Conclusion— Mrp-14 is strongly associated with the histopathologic features and the inflammatory status of rupture-prone atherosclerotic lesions, identifying Mrp-14 as a local marker for these plaques.
Rupture of an atherosclerotic plaque and subsequent thrombosis is the underlying cause of the majority of acute coronary syndromes (ACS) and strokes.1 The major determinants of a rupture-prone plaque are the size of the lipid core, the thickness of the fibrous cap covering the core, and ongoing inflammation and repair within the cap.2 Macrophages can weaken the fibrous cap by secreting matrix degrading proteases and inflammatory proteins, leading to plaque disruption and subsequent thrombosis. Although macrophages are considered a hallmark of the rupture-prone plaque, it is unknown which proteins expressed by these macrophages can be used to identify rupture-prone plaques.

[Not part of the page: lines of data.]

use crate::journal::EntryState;
use owo_colors::Style;
use std::sync::OnceLock;

static THEME: OnceLock<Theme> = OnceLock::new();

#[derive(Debug, Clone)]
pub struct Theme {
    pub header: Style,
    pub success: Style,
    pub error: Style,
    pub warn: Style,
    pub info: Style,
    pub dim: Style,
}

impl Theme {
    pub fn detect() -> Self {
        if !console::Term::stdout().is_term() {
            return Self::plain();
        }
        Self::colored()
    }

    pub fn colored() -> Self {
        Self {
            header: Style::new().cyan().bold(),
            success: Style::new().green().bold(),
            error: Style::new().red().bold(),
            warn: Style::new().yellow().bold(),
            info: Style::new().magenta(),
            dim: Style::new().white().dimmed(),
        }
    }

    pub fn plain() -> Self {
        Self {
            header: Style::new(),
            success: Style::new(),
            error: Style::new(),
            warn: Style::new(),
            info: Style::new(),
            dim: Style::new(),
        }
    }

    /// Style used when printing an entry state
    pub fn for_state(&self, state: EntryState) -> Style {
        match state {
            EntryState::Pending => self.warn.clone(),
            EntryState::Mirrored => self.success.clone(),
            EntryState::Deleted => self.dim.clone(),
            EntryState::Failed => self.error.clone(),
        }
    }
}

pub fn theme() -> &'static Theme {
    THEME.get_or_init(Theme::detect)
}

Myeloid related proteins (Mrp)-14 and -8 (also named S100A9 and S100A8 or calgranulin B and A) are 2 calcium-binding proteins mainly expressed in cells of myeloid origin, particularly in monocytes and neutrophils.3 Both proteins are secreted by activated monocytes and neutrophils and have proinflammatory effects.4,5 Mrp-14 and Mrp-8 are expressed by subsets of macrophages during inflammation in different tissues,6 as well as in atherosclerotic lesions.7 On cell activation, the 2 proteins can form a complex, Mrp-8/14, that translocates to the cytoskeleton and plasma membrane where it is secreted.8 Intracellularly, Mrp-8 and Mrp-14 essentially regulate phagocyte (monocytes and neutrophils) migration by integrating the calcium and mitogen-activated protein kinase (MAPK) transduction pathways, thereby controlling reorganization of the phagocyte microtubular system.9 The secreted Mrp-8/14 complex exerts antimicrobial activity,10 stimulates IL-8 production by airway epithelial cells,11 and transports arachidonic acid to endothelial cell (EC) targets affecting pathological responses in inflammation and atherosclerosis.10 The receptor for advanced glycation endproducts (RAGE)12 and toll like receptor (TLR)-413 are 2 putative receptors for Mrp-8, Mrp-14, and Mrp-8/14 complex on phagocytes. The Mrp-8/14 complex is emerging as a new blood biomarker that can discriminate between patients with ACS and those with stable coronary heart disease.14 Systemically as well as at the site of coronary occlusion, the Mrp-8/14 complex is a novel, early, and sensitive marker of ACS and is elevated before necrotic factors such as myoglobin, CK-MB, and troponin.14 A recent study of the platelet transcriptome led to the identification of Mrp-14 as a biomarker that can predict future cardio-vascular events in healthy individuals.15
Taken together, these results suggest that Mrp-8, Mrp-14, and Mrp-8/14 reflect biological events in plaque progression toward rupture leading to the hypothesis that Mrp plaque levels correlate with the characteristics of high-risk rupture-prone atherosclerotic lesions. Until now, it is unknown whether these proteins are associated with the rupture-prone plaque phenotype. To address this issue, we determined Mrp-8, Mrp-14, and Mrp-8/14 levels in a large cohort of human atherosclerotic specimens and assessed the association with plaque characteristics and the presence of clinically manifest atherosclerotic disease. We found high levels of Mrp-14 in the ruptured-prone lesions which make this protein a suitable candidate for the imaging of high-risk rupture-prone plaques in humans. A subset of nonfoam macrophages expressing Mrp-8 and -14 was predominant in the rupture-prone lesions; in vitro, the Mrp-macrophage subset did not acquire a foamy phenotype when fed with human oxidized low density lipoprotein (oxLDL).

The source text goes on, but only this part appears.